Task: Search the entries for the word "Some" and pull out each line that has it.

____

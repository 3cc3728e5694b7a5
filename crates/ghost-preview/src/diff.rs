//! Classifies the characters of a new text against an original.
//!
//! Hybrid approach: a word-granularity pass keeps unchanged regions at word
//! boundaries for readability, then removal/addition pairs are refined down
//! to character precision. The output is anchored to the new text only;
//! removed content that has no replacement never produces a range.

use ghost_preview_core::range::BackgroundRange;
use ghost_preview_core::range::DiffKind;
use similar::ChangeTag;
use similar::DiffTag;
use similar::TextDiff;

/// Computes ordered, gap-free, non-overlapping ranges over `new`, each tagged
/// unchanged/added/modified.
///
/// For non-empty `new`, the returned ranges are sorted and their union covers
/// `[0, char_count(new))` exactly once.
pub fn classify(original: &str, new: &str) -> Vec<BackgroundRange> {
    if original.is_empty() && new.is_empty() {
        return Vec::new();
    }
    if original.is_empty() {
        return vec![BackgroundRange::new(
            0,
            new.chars().count(),
            DiffKind::Added,
        )];
    }
    if new.is_empty() {
        return Vec::new();
    }

    let segments = word_segments(original, new);
    let mut ranges: Vec<BackgroundRange> = Vec::new();
    let mut cursor = 0usize;

    let mut i = 0;
    while i < segments.len() {
        let segment = &segments[i];
        let len = segment.value.chars().count();
        match segment.tag {
            ChangeTag::Equal => {
                ranges.push(BackgroundRange::new(
                    cursor,
                    cursor + len,
                    DiffKind::Unchanged,
                ));
                cursor += len;
            }
            ChangeTag::Insert => {
                ranges.push(BackgroundRange::new(cursor, cursor + len, DiffKind::Added));
                cursor += len;
            }
            ChangeTag::Delete => {
                if let Some(next) = segments.get(i + 1)
                    && next.tag == ChangeTag::Insert
                {
                    cursor = process_word_pair(&segment.value, &next.value, cursor, &mut ranges);
                    i += 1;
                }
                // A removal without a following addition is not shown.
            }
        }
        i += 1;
    }

    ranges
}

struct Segment {
    tag: ChangeTag,
    value: String,
}

/// Word-granularity diff collapsed into maximal same-tag segments. The
/// non-removed segments concatenate, in order, to exactly `new`.
fn word_segments(original: &str, new: &str) -> Vec<Segment> {
    let diff = TextDiff::from_words(original, new);
    let mut segments: Vec<Segment> = Vec::new();
    for change in diff.iter_all_changes() {
        let value = change.value();
        if let Some(last) = segments.last_mut()
            && last.tag == change.tag()
        {
            last.value.push_str(value);
            continue;
        }
        segments.push(Segment {
            tag: change.tag(),
            value: value.to_string(),
        });
    }
    segments
}

/// Resolves a removal/addition word pair into ranges over the added text and
/// returns the advanced cursor.
fn process_word_pair(
    removed: &str,
    added: &str,
    start: usize,
    out: &mut Vec<BackgroundRange>,
) -> usize {
    let removed_len = removed.chars().count();
    let added_len = added.chars().count();

    // Suffix additions: "abc" -> "abcd".
    if added.starts_with(removed) {
        out.push(BackgroundRange::new(
            start,
            start + removed_len,
            DiffKind::Unchanged,
        ));
        if added_len > removed_len {
            out.push(BackgroundRange::new(
                start + removed_len,
                start + added_len,
                DiffKind::Added,
            ));
        }
        return start + added_len;
    }

    // Prefix additions: "bcd" -> "abcd".
    if added.ends_with(removed) {
        let prefix_len = added_len - removed_len;
        if prefix_len > 0 {
            out.push(BackgroundRange::new(
                start,
                start + prefix_len,
                DiffKind::Added,
            ));
        }
        out.push(BackgroundRange::new(
            start + prefix_len,
            start + added_len,
            DiffKind::Unchanged,
        ));
        return start + added_len;
    }

    if should_refine(removed_len, added_len) {
        refine_with_char_diff(removed, added, start, out);
        return start + added_len;
    }

    // Large word change, treat as a single modification.
    out.push(BackgroundRange::new(
        start,
        start + added_len,
        DiffKind::Modified,
    ));
    start + added_len
}

/// Small, similar-length words get character-level refinement.
fn should_refine(removed_len: usize, added_len: usize) -> bool {
    removed_len <= 10 && added_len <= 10 && removed_len.abs_diff(added_len) <= 2
}

fn refine_with_char_diff(removed: &str, added: &str, start: usize, out: &mut Vec<BackgroundRange>) {
    let removed_chars: Vec<char> = removed.chars().collect();
    let added_chars: Vec<char> = added.chars().collect();

    // Index-aligned comparison for short words of near-equal length. This
    // re-checks a looser variant of `should_refine` on purpose; the two
    // conditions are tuned independently.
    if removed_chars.len().min(added_chars.len()) <= 10
        && removed_chars.len().abs_diff(added_chars.len()) <= 3
    {
        let max_len = removed_chars.len().max(added_chars.len());
        for i in 0..max_len {
            // Positions past the added word do not exist in the new text.
            let Some(new_ch) = added_chars.get(i) else {
                break;
            };
            let kind = if removed_chars.get(i) == Some(new_ch) {
                DiffKind::Unchanged
            } else {
                DiffKind::Modified
            };
            out.push(BackgroundRange::new(start + i, start + i + 1, kind));
        }
        return;
    }

    // Otherwise fall back to a full character diff. Inserted characters are
    // modified, not added: this is a word replacement.
    let diff = TextDiff::from_chars(removed, added);
    let mut position = start;
    for op in diff.ops() {
        let len = op.new_range().len();
        match op.tag() {
            DiffTag::Equal => {
                out.push(BackgroundRange::new(
                    position,
                    position + len,
                    DiffKind::Unchanged,
                ));
                position += len;
            }
            DiffTag::Insert | DiffTag::Replace => {
                out.push(BackgroundRange::new(
                    position,
                    position + len,
                    DiffKind::Modified,
                ));
                position += len;
            }
            DiffTag::Delete => {}
        }
    }
}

____

Answer for the task:
                if let Some(next) = segments.get(i + 1)
        if let Some(last) = segments.last_mut()
            let Some(new_ch) = added_chars.get(i) else {
            let kind = if removed_chars.get(i) == Some(new_ch) {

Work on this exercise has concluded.